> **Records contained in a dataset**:

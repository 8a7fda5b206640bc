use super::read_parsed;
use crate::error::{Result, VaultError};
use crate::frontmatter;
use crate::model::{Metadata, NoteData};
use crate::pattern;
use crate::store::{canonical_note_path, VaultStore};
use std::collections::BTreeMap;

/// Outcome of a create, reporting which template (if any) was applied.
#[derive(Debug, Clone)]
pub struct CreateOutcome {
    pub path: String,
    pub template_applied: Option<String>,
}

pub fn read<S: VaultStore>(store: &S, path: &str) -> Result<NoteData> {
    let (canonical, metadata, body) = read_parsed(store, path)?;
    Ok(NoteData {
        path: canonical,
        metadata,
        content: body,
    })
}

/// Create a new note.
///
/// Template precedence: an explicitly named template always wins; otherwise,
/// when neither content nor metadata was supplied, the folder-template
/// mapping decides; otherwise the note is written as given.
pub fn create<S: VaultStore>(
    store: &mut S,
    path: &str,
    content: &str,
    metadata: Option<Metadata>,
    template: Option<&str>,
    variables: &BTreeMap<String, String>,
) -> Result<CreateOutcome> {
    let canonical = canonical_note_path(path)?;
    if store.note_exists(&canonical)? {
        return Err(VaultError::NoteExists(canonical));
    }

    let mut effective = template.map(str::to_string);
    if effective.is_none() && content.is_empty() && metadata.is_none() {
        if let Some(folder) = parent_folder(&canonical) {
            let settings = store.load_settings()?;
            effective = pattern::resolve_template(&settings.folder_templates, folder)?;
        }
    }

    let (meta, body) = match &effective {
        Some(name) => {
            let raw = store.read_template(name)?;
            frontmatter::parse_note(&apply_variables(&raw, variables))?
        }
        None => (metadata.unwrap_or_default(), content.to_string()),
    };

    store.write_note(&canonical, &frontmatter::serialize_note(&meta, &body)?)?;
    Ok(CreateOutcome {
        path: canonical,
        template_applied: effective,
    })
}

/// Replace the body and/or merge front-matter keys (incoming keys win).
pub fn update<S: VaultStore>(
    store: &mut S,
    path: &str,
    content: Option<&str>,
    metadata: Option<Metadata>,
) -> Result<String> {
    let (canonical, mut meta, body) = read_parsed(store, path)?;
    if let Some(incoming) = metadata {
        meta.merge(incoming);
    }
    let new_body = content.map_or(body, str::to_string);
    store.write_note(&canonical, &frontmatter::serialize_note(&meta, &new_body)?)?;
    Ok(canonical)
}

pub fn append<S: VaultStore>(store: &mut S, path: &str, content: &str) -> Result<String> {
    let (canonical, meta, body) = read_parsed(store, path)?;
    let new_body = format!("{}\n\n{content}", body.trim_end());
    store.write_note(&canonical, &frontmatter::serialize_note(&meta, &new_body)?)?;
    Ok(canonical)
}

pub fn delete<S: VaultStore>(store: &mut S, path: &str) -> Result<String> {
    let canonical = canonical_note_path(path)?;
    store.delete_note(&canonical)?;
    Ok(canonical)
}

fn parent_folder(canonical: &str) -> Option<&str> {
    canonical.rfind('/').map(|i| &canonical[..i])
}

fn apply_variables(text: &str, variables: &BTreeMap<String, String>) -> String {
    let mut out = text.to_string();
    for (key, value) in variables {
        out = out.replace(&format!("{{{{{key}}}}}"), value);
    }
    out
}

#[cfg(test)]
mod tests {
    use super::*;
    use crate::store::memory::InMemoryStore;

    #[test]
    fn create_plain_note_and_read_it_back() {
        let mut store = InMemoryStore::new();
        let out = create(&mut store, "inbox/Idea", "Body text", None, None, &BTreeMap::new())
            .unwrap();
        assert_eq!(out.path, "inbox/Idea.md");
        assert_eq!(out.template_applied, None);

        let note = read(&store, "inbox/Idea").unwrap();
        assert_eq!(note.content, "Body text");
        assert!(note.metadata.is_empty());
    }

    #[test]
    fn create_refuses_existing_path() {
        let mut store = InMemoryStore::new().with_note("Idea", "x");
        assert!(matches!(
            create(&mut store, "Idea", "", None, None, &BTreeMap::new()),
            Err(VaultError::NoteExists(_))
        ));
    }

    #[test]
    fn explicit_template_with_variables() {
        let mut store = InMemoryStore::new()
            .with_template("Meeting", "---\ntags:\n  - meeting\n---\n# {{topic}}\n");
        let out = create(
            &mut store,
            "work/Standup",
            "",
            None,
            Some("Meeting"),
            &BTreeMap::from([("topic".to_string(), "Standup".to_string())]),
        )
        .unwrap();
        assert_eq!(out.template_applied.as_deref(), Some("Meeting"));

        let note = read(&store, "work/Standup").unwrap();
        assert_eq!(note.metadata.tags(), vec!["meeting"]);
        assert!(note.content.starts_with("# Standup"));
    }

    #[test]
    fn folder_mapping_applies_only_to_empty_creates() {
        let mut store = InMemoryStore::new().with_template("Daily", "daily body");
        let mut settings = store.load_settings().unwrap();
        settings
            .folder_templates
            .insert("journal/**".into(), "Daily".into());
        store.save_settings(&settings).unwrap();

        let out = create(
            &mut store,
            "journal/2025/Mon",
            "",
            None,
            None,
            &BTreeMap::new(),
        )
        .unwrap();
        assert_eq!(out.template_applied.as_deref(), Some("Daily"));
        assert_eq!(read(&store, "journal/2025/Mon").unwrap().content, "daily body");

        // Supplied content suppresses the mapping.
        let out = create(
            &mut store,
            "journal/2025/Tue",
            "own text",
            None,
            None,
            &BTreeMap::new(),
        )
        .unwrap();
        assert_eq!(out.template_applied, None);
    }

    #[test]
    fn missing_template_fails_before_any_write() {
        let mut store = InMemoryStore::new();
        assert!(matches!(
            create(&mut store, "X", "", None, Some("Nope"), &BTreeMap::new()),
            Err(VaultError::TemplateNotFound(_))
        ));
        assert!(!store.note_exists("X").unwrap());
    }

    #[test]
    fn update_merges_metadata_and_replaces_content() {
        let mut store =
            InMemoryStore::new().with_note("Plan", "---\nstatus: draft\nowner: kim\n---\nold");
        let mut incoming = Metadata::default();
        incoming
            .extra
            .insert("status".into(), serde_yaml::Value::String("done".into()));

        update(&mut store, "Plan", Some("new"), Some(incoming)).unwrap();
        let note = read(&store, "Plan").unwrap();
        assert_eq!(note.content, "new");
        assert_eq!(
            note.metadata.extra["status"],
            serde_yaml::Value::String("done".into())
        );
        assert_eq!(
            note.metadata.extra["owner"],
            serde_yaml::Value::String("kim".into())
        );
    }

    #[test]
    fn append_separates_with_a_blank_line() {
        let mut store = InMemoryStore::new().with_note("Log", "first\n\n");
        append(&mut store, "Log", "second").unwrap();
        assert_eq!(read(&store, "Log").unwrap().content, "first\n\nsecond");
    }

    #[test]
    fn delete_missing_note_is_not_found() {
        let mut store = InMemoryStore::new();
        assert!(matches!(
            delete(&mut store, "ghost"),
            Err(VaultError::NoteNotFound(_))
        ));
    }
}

> **Required work**: From the data above, show each line that contains "journal".

> **Response to the task**:
            .insert("journal/**".into(), "Daily".into());
            "journal/2025/Mon",
        assert_eq!(read(&store, "journal/2025/Mon").unwrap().content, "daily body");
            "journal/2025/Tue",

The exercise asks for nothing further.